__WORK ITEM__. Go through the data line by line from the top, retyping each exactly, and end with the line that contains "Each command has".

Stored items:
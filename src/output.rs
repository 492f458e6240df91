//! CLI output formatting for export commands.
//!
//! # Output Format
//!
//! ## Save All
//!
//! ```text
//! Saving 3 images to Saved/ as tga
//! 001 beach.png → beach.tga (1024x768)
//! 002 dawn.jpg → dawn.tga (800x450, resampled)
//! 003 broken.png
//!     Failed: Backend error: Failed to decode broken.png: ...
//! Saved 2 of 3 images, 1 failed
//! ```
//!
//! ## Overwrite Prompt
//!
//! ```text
//! Overwrite files?
//!     beach.tga
//!     dawn.tga
//!     And 3 more.
//! In folder
//!     /photos/Saved
//! ```
//!
//! ## Check
//!
//! ```text
//! 2 files would be overwritten in Saved/
//! 001 beach.tga
//! 002 dawn.tga
//! ```
//!
//! # Architecture
//!
//! Each command has a `format_*` function (returns `Vec<String>`) for
//! testability and a `print_*` wrapper that writes to stdout. Format functions
//! are pure: no I/O, no side effects.

use crate::export::{BatchReport, ExportStatus, SingleSave};
use crate::overwrite::OverwriteSummary;
use std::path::{Path, PathBuf};

/// Format a 1-based positional index as a zero-padded 3-digit string.
fn format_index(pos: usize) -> String {
    format!("{:0>3}", pos)
}

/// Return indentation string: 4 spaces per depth level.
fn indent(depth: usize) -> String {
    "    ".repeat(depth)
}

fn file_name(path: &Path) -> String {
    path.file_name()
        .map(|n| n.to_string_lossy().into_owned())
        .unwrap_or_else(|| path.display().to_string())
}

/// `path` relative to `base` with a trailing slash, or the full path when it
/// lies outside `base`. `base` itself shows as `./`.
fn display_dir(path: &Path, base: &Path) -> String {
    match path.strip_prefix(base) {
        Ok(rel) if rel.as_os_str().is_empty() => "./".to_string(),
        Ok(rel) => format!("{}/", rel.display()),
        Err(_) => path.display().to_string(),
    }
}

fn plural(count: usize, word: &str) -> String {
    if count == 1 {
        format!("{count} {word}")
    } else {
        format!("{count} {word}s")
    }
}

// ============================================================================
// Save all
// ============================================================================

pub fn format_batch_report(report: &BatchReport, images_dir: &Path) -> Vec<String> {
    let mut lines = vec![format!(
        "Saving {} to {} as {}",
        plural(report.outcomes.len(), "image"),
        display_dir(&report.dest_dir, images_dir),
        report.format
    )];

    for (i, outcome) in report.outcomes.iter().enumerate() {
        let source = file_name(&outcome.source);
        match &outcome.status {
            ExportStatus::Written {
                width,
                height,
                resampled,
            } => {
                let detail = if *resampled {
                    format!("{width}x{height}, resampled")
                } else {
                    format!("{width}x{height}")
                };
                lines.push(format!(
                    "{} {} → {} ({})",
                    format_index(i + 1),
                    source,
                    file_name(&outcome.output),
                    detail
                ));
            }
            ExportStatus::Failed { reason } => {
                lines.push(format!("{} {}", format_index(i + 1), source));
                lines.push(format!("{}Failed: {}", indent(1), reason));
            }
        }
    }

    let failed = report.failed_count();
    let mut summary = format!(
        "Saved {} of {}",
        report.written_count(),
        plural(report.outcomes.len(), "image")
    );
    if failed > 0 {
        summary.push_str(&format!(", {failed} failed"));
    }
    lines.push(summary);

    if report.reconciled.as_ref().is_some_and(|r| r.reselect_missed) {
        lines.push(
            "Previously current image was not found; kept the current selection \
             (the first image if there was none)"
                .to_string(),
        );
    }
    lines
}

pub fn print_batch_report(report: &BatchReport, images_dir: &Path) {
    for line in format_batch_report(report, images_dir) {
        println!("{}", line);
    }
}

// ============================================================================
// Save as
// ============================================================================

pub fn format_single_save(source: &Path, single: &SingleSave) -> Vec<String> {
    let saved = &single.saved;
    let mut lines = vec![format!(
        "{} → {}",
        file_name(source),
        single.output.display()
    )];
    lines.push(format!(
        "{}{}x{} → {}x{}{}",
        indent(1),
        saved.source.width,
        saved.source.height,
        saved.written.width,
        saved.written.height,
        if saved.resampled { " (resampled)" } else { "" }
    ));
    if !single.reconciled.inserted.is_empty() || !single.reconciled.refreshed.is_empty() {
        lines.push(format!("{}Added to the current folder", indent(1)));
    }
    lines
}

pub fn print_single_save(source: &Path, single: &SingleSave) {
    for line in format_single_save(source, single) {
        println!("{}", line);
    }
}

// ============================================================================
// Overwrite prompts
// ============================================================================

/// Lines shown before asking to overwrite several files.
pub fn format_overwrite_prompt(summary: &OverwriteSummary) -> Vec<String> {
    let mut lines = vec!["Overwrite files?".to_string()];
    for name in &summary.shown {
        lines.push(format!("{}{}", indent(1), name));
    }
    if summary.remaining > 0 {
        lines.push(format!("{}And {} more.", indent(1), summary.remaining));
    }
    lines.push("In folder".to_string());
    lines.push(format!("{}{}", indent(1), summary.folder.display()));
    lines
}

/// Lines shown before asking to overwrite one file.
pub fn format_overwrite_file_prompt(out_file: &Path) -> Vec<String> {
    let folder = out_file.parent().map(Path::to_path_buf).unwrap_or_default();
    vec![
        "Overwrite file".to_string(),
        format!("{}{}", indent(1), file_name(out_file)),
        "In folder".to_string(),
        format!("{}{}", indent(1), folder.display()),
    ]
}

// ============================================================================
// Check
// ============================================================================

pub fn format_check_output(existing: &[PathBuf], dest_dir: &Path, images_dir: &Path) -> Vec<String> {
    let dir = display_dir(dest_dir, images_dir);
    if existing.is_empty() {
        return vec![format!("Nothing would be overwritten in {dir}")];
    }
    let mut lines = vec![format!(
        "{} would be overwritten in {dir}",
        plural(existing.len(), "file")
    )];
    for (i, path) in existing.iter().enumerate() {
        lines.push(format!("{} {}", format_index(i + 1), file_name(path)));
    }
    lines
}

pub fn print_check_output(existing: &[PathBuf], dest_dir: &Path, images_dir: &Path) {
    for line in format_check_output(existing, dest_dir, images_dir) {
        println!("{}", line);
    }
}
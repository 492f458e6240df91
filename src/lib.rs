//! # viewer-export
//!
//! Batch image export for an image viewer. Takes the images in a folder,
//! resamples each one to a target size, writes it out as TGA, PNG, BMP, JPEG
//! or GIF, and keeps the viewer's in-memory image list in step with what
//! landed on disk.
//!
//! # Flow
//!
//! ```text
//! config.toml + flags ─► ExportRequest
//!                            │
//!   Catalog::populate ──► files_needing_overwrite ─► (confirm)
//!                            │
//!                       save_all_images / save_as
//!                            │  per image: load-if-needed → copy →
//!                            │  restore unloaded → resample → encode
//!                            ▼
//!                        reconcile (one pass) ─► re-sort ─► re-select
//! ```
//!
//! # Module Map
//!
//! | Module | Role |
//! |--------|------|
//! | [`imaging`] | Size math, format/filter tables, and the [`ImageBackend`](imaging::ImageBackend) trait with its `image` + `fast_image_resize` implementation |
//! | [`catalog`] | The viewed folder's images: load/unload state, dirty flag, sorting, current selection |
//! | [`export`] | Single-image save, batch save, destination paths, the batch report |
//! | [`overwrite`] | Which destination files already exist, and the prompt summary |
//! | [`reconcile`] | Fold written files back into the catalog |
//! | [`config`] | `config.toml` loading, validation, and merging |
//! | [`output`] | CLI output formatting |
//!
//! # Design Decisions
//!
//! ## Snapshot, Then Mutate
//!
//! The batch loop walks a snapshot of `(index, path)` pairs and only borrows
//! one image at a time. Written paths are collected and the catalog is
//! changed once, after the loop. A save that lands in the viewed folder can
//! therefore never shift the indices the loop is still using.
//!
//! ## At-Least-Effort Batches
//!
//! A file that fails to decode or encode is recorded and skipped. Only a
//! destination directory that cannot be created stops the batch, and it
//! stops it before anything is written. The report distinguishes "some
//! failed" from "nothing was written".
//!
//! ## Memory State Is Restored
//!
//! Exporting an image that was not loaded decodes it, copies the current
//! picture, and unloads it again straight away. Exporting a whole folder
//! never holds more than one decoded source at a time.
//!
//! ## Platform-Dependent Folder Matching
//!
//! Whether a written file belongs to the viewed folder is decided by a
//! case-sensitive comparison on Linux and a case-insensitive one elsewhere,
//! matching how each platform's filesystems usually behave.

pub mod catalog;
pub mod config;
pub mod export;
pub mod imaging;
pub mod output;
pub mod overwrite;
pub mod reconcile;

#[cfg(test)]
pub(crate) mod test_helpers;
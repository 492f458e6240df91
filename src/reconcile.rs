//! Bring the catalog back in line with files an export just wrote.
//!
//! A written file only matters to the catalog when it lands in the viewed
//! directory. If the catalog already holds an image at that exact path, its
//! in-memory state is stale: it is force-unloaded, its dirty flag cleared, its
//! thumbnail marked stale and its file metadata re-read. Otherwise a new
//! unloaded image is appended. One pass handles any number of files, then
//! re-sorts and re-selects.
//!
//! Directory comparison is case-sensitive on Linux and case-insensitive on
//! every other target, decided at compile time.

use crate::catalog::{Catalog, Image};
use serde::Serialize;
use std::collections::HashSet;
use std::path::{Path, PathBuf};
use tracing::debug;

/// Whether `file` sits directly inside `dir`.
#[cfg(target_os = "linux")]
pub fn same_directory(file: &Path, dir: &Path) -> bool {
    file.parent().is_some_and(|parent| parent == dir)
}

/// Whether `file` sits directly inside `dir`, ignoring case.
#[cfg(not(target_os = "linux"))]
pub fn same_directory(file: &Path, dir: &Path) -> bool {
    let Some(parent) = file.parent() else {
        return false;
    };
    let lower = |p: &Path| -> Vec<String> {
        p.components()
            .map(|c| c.as_os_str().to_string_lossy().to_lowercase())
            .collect()
    };
    lower(parent) == lower(dir)
}

/// What the reconcile pass does for one written file.
#[derive(Debug, Clone, PartialEq, Eq)]
pub enum ReconcileAction {
    /// The catalog image at this index is stale.
    Refresh(usize),
    /// The file is new to the catalog.
    Insert(PathBuf),
}

/// Decide the action for each written file, without touching the catalog.
///
/// Files outside the viewed directory are skipped. Repeated paths produce
/// one action.
pub fn plan_reconcile(catalog: &Catalog, written: &[PathBuf]) -> Vec<ReconcileAction> {
    let mut seen = HashSet::new();
    let mut actions = Vec::new();
    for path in written {
        if !seen.insert(path.as_path()) {
            continue;
        }
        if !same_directory(path, catalog.images_dir()) {
            debug!(path = %path.display(), "written file outside viewed directory");
            continue;
        }
        match catalog.find_image(path) {
            Some(index) => actions.push(ReconcileAction::Refresh(index)),
            None => actions.push(ReconcileAction::Insert(path.clone())),
        }
    }
    actions
}

/// Summary of one reconcile pass.
#[derive(Debug, Clone, Default, PartialEq, Eq, Serialize)]
pub struct ReconcileOutcome {
    pub refreshed: Vec<PathBuf>,
    pub inserted: Vec<PathBuf>,
    /// Current image after the pass.
    pub current: Option<PathBuf>,
    /// The requested selection was not in the catalog.
    pub reselect_missed: bool,
}

/// Apply planned actions. Indices must come from [`plan_reconcile`] on the
/// same, unmodified catalog.
pub fn apply_reconcile(catalog: &mut Catalog, actions: Vec<ReconcileAction>) -> ReconcileOutcome {
    let mut outcome = ReconcileOutcome::default();
    for action in actions {
        match action {
            ReconcileAction::Refresh(index) => {
                let Some(image) = catalog.image_mut(index) else {
                    continue;
                };
                image.unload(true);
                image.clear_dirty();
                image.request_invalidate_thumbnail();
                image.refresh_file_info();
                debug!(path = %image.path().display(), "refreshed catalog image");
                outcome.refreshed.push(image.path().to_path_buf());
            }
            ReconcileAction::Insert(path) => {
                debug!(path = %path.display(), "added catalog image");
                catalog.push_image(Image::new(&path));
                outcome.inserted.push(path);
            }
        }
    }
    outcome
}

/// Reconcile, re-sort, then select `reselect` (or keep the current image if
/// none is given).
pub fn reconcile(
    catalog: &mut Catalog,
    written: &[PathBuf],
    reselect: Option<&Path>,
) -> ReconcileOutcome {
    let actions = plan_reconcile(catalog, written);
    let mut outcome = apply_reconcile(catalog, actions);
    catalog.sort_images();
    if let Some(path) = reselect {
        outcome.reselect_missed = !catalog.set_current_image(path);
    }
    outcome.current = catalog.current_path().map(Path::to_path_buf);
    outcome
}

__ANSWER__.
filename src/output.rs
repository 492f458e6240df91
//! CLI output formatting for export commands.
//!
//! # Output Format
//!
//! ## Save All
//!
//! ```text
//! Saving 3 images to Saved/ as tga
//! 001 beach.png → beach.tga (1024x768)
//! 002 dawn.jpg → dawn.tga (800x450, resampled)
//! 003 broken.png
//!     Failed: Backend error: Failed to decode broken.png: ...
//! Saved 2 of 3 images, 1 failed
//! ```
//!
//! ## Overwrite Prompt
//!
//! ```text
//! Overwrite files?
//!     beach.tga
//!     dawn.tga
//!     And 3 more.
//! In folder
//!     /photos/Saved
//! ```
//!
//! ## Check
//!
//! ```text
//! 2 files would be overwritten in Saved/
//! 001 beach.tga
//! 002 dawn.tga
//! ```
//!
//! # Architecture
//!
//! Each command has a `format_*` function (returns `Vec<String>`) for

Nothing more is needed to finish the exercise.